#### WHAT NEEDS TO BE DONE
From the records below, copy the lines that include "process".

■ ■ ■ ■

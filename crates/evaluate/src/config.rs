//! Backtest configuration.

use std::collections::BTreeSet;

use hmhews_calendar::DateRange;
use hmhews_events::EventFilter;
use hmhews_index::Threshold;
use hmhews_retry::RetryPolicy;

use crate::error::EvaluateError;

/// Which boundary regions take part in a run.
#[derive(Debug, Clone, Default, PartialEq, Eq)]
pub enum RegionFilter {
    /// Every region handed to the backtester.
    #[default]
    All,
    /// Only these boundary region ids.
    Only(BTreeSet<String>),
}

impl RegionFilter {
    pub fn only<I, S>(ids: I) -> Self
    where
        I: IntoIterator<Item = S>,
        S: Into<String>,
    {
        Self::Only(ids.into_iter().map(Into::into).collect())
    }

    pub fn includes(&self, region_id: &str) -> bool {
        match self {
            Self::All => true,
            Self::Only(ids) => ids.contains(region_id),
        }
    }
}

/// Configuration for one backtest run.
///
/// Passed explicitly to [`Backtester::new`](crate::Backtester::new); there
/// is no process-wide state.
#[derive(Debug, Clone)]
pub struct BacktestConfig {
    range: DateRange,
    threshold: Threshold,
    region_filter: RegionFilter,
    event_filter: EventFilter,
    retry: RetryPolicy,
    parallel: bool,
}

impl BacktestConfig {
    /// Creates a configuration with all regions, the default flood event
    /// filter, the default retry policy and parallel evaluation.
    pub fn new(range: DateRange, threshold: Threshold) -> Self {
        Self {
            range,
            threshold,
            region_filter: RegionFilter::All,
            event_filter: EventFilter::default(),
            retry: RetryPolicy::default(),
            parallel: true,
        }
    }

    pub fn with_threshold(mut self, threshold: Threshold) -> Self {
        self.threshold = threshold;
        self
    }

    pub fn with_region_filter(mut self, filter: RegionFilter) -> Self {
        self.region_filter = filter;
        self
    }

    pub fn with_event_filter(mut self, filter: EventFilter) -> Self {
        self.event_filter = filter;
        self
    }

    /// Sets the retry policy for ground-truth store calls.
    pub fn with_retry(mut self, retry: RetryPolicy) -> Self {
        self.retry = retry;
        self
    }

    pub fn with_parallel(mut self, parallel: bool) -> Self {
        self.parallel = parallel;
        self
    }

    pub fn range(&self) -> &DateRange {
        &self.range
    }

    pub fn threshold(&self) -> Threshold {
        self.threshold
    }

    pub fn region_filter(&self) -> &RegionFilter {
        &self.region_filter
    }

    pub fn event_filter(&self) -> &EventFilter {
        &self.event_filter
    }

    pub fn retry(&self) -> &RetryPolicy {
        &self.retry
    }

    pub fn parallel(&self) -> bool {
        self.parallel
    }

    /// Validates this configuration.
    pub fn validate(&self) -> Result<(), EvaluateError> {
        if let RegionFilter::Only(ids) = &self.region_filter
            && ids.is_empty()
        {
            return Err(EvaluateError::InvalidConfig {
                reason: "region filter lists no regions".to_string(),
            });
        }
        self.retry
            .validate()
            .map_err(|e| EvaluateError::InvalidConfig {
                reason: e.to_string(),
            })
    }
}
mod backtest_cmd;
mod cli;
mod config;
mod convert;
#[cfg(test)]
mod fixtures;
mod logging;
mod pipeline;
mod resolve_cmd;
mod sweep_cmd;

use std::process;

use anyhow::Result;
use clap::Parser;

use crate::cli::{Cli, Command};

fn main() {
    let cli = Cli::parse();
    logging::init(cli.verbose);

    if let Err(e) = run(cli.command) {
        eprintln!("Error: {e:#}");
        process::exit(1);
    }
}

fn run(command: Command) -> Result<()> {
    match command {
        Command::Backtest(args) => backtest_cmd::run(args),
        Command::Sweep(args) => sweep_cmd::run(args),
        Command::Resolve(args) => resolve_cmd::run(args),
    }
}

■ ■ ■ ■

#### OUTPUT BELOW
/// is no process-wide state.
use std::process;
        process::exit(1);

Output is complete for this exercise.